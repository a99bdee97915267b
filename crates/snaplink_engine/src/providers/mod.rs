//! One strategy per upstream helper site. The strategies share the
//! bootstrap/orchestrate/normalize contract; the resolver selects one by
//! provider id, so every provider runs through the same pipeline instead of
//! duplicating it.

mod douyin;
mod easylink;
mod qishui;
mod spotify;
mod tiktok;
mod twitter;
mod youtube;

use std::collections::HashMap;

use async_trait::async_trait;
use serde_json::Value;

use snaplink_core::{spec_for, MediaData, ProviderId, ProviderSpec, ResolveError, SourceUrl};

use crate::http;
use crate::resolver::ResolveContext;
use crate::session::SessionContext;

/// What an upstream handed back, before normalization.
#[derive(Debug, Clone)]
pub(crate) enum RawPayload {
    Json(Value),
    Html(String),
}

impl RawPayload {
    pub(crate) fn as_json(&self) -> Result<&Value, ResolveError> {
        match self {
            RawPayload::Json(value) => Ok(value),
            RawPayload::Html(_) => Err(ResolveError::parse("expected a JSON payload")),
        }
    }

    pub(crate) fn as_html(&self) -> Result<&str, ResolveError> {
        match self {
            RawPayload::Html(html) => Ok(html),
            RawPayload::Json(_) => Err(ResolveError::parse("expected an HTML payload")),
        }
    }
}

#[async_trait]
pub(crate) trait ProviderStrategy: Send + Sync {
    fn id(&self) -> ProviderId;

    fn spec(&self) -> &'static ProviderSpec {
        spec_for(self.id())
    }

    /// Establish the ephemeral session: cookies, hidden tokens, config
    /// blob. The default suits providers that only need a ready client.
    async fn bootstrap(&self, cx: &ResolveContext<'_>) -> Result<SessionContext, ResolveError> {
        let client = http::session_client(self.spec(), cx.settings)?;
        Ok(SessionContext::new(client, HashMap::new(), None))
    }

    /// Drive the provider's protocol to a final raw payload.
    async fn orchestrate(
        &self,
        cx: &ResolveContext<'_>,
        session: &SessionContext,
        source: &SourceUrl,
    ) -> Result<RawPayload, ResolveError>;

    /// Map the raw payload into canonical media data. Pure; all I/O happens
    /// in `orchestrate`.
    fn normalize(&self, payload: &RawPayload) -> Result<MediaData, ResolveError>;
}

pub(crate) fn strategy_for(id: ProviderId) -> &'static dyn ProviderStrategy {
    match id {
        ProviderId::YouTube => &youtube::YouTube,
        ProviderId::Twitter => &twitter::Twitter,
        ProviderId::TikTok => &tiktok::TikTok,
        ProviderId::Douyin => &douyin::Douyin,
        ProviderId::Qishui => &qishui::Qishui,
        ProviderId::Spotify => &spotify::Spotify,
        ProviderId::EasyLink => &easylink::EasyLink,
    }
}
- - - - -
» **WHAT THE TASK REQUIRES**
The full set of entries above needs to be restated word for word.

» **YOUR RESPONSE**
repository a99bdee97915267b
filename crates/snaplink_engine/src/providers/mod.rs
//! One strategy per upstream helper site. The strategies share the
//! bootstrap/orchestrate/normalize contract; the resolver selects one by
//! provider id, so every provider runs through the same pipeline instead of
//! duplicating it.

mod douyin;
mod easylink;
mod qishui;
mod spotify;
mod tiktok;
mod twitter;
mod youtube;

use std::collections::HashMap;

use async_trait::async_trait;
use serde_json::Value;

use snaplink_core::{spec_for, MediaData, ProviderId, ProviderSpec, ResolveError, SourceUrl};

use crate::http;
use crate::resolver::ResolveContext;
use crate::session::SessionContext;

/// What an upstream handed back, before normalization.
#[derive(Debug, Clone)]
pub(crate) enum RawPayload {
    Json(Value),
    Html(String),
}

impl RawPayload {
    pub(crate) fn as_json(&self) -> Result<&Value, ResolveError> {
        match self {
            RawPayload::Json(value) => Ok(value),
            RawPayload::Html(_) => Err(ResolveError::parse("expected a JSON payload")),
        }
    }

    pub(crate) fn as_html(&self) -> Result<&str, ResolveError> {
        match self {
            RawPayload::Html(html) => Ok(html),
            RawPayload::Json(_) => Err(ResolveError::parse("expected an HTML payload")),
        }
    }
}

#[async_trait]
pub(crate) trait ProviderStrategy: Send + Sync {
    fn id(&self) -> ProviderId;

    fn spec(&self) -> &'static ProviderSpec {
        spec_for(self.id())
    }

    /// Establish the ephemeral session: cookies, hidden tokens, config
    /// blob. The default suits providers that only need a ready client.
    async fn bootstrap(&self, cx: &ResolveContext<'_>) -> Result<SessionContext, ResolveError> {
        let client = http::session_client(self.spec(), cx.settings)?;
        Ok(SessionContext::new(client, HashMap::new(), None))
    }

    /// Drive the provider's protocol to a final raw payload.
    async fn orchestrate(
        &self,
        cx: &ResolveContext<'_>,
        session: &SessionContext,
        source: &SourceUrl,
    ) -> Result<RawPayload, ResolveError>;

    /// Map the raw payload into canonical media data. Pure; all I/O happens
    /// in `orchestrate`.
    fn normalize(&self, payload: &RawPayload) -> Result<MediaData, ResolveError>;
}

pub(crate) fn strategy_for(id: ProviderId) -> &'static dyn ProviderStrategy {
    match id {
        ProviderId::YouTube => &youtube::YouTube,
        ProviderId::Twitter => &twitter::Twitter,
        ProviderId::TikTok => &tiktok::TikTok,
        ProviderId::Douyin => &douyin::Douyin,
        ProviderId::Qishui => &qishui::Qishui,
        ProviderId::Spotify => &spotify::Spotify,
        ProviderId::EasyLink => &easylink::EasyLink,
    }
}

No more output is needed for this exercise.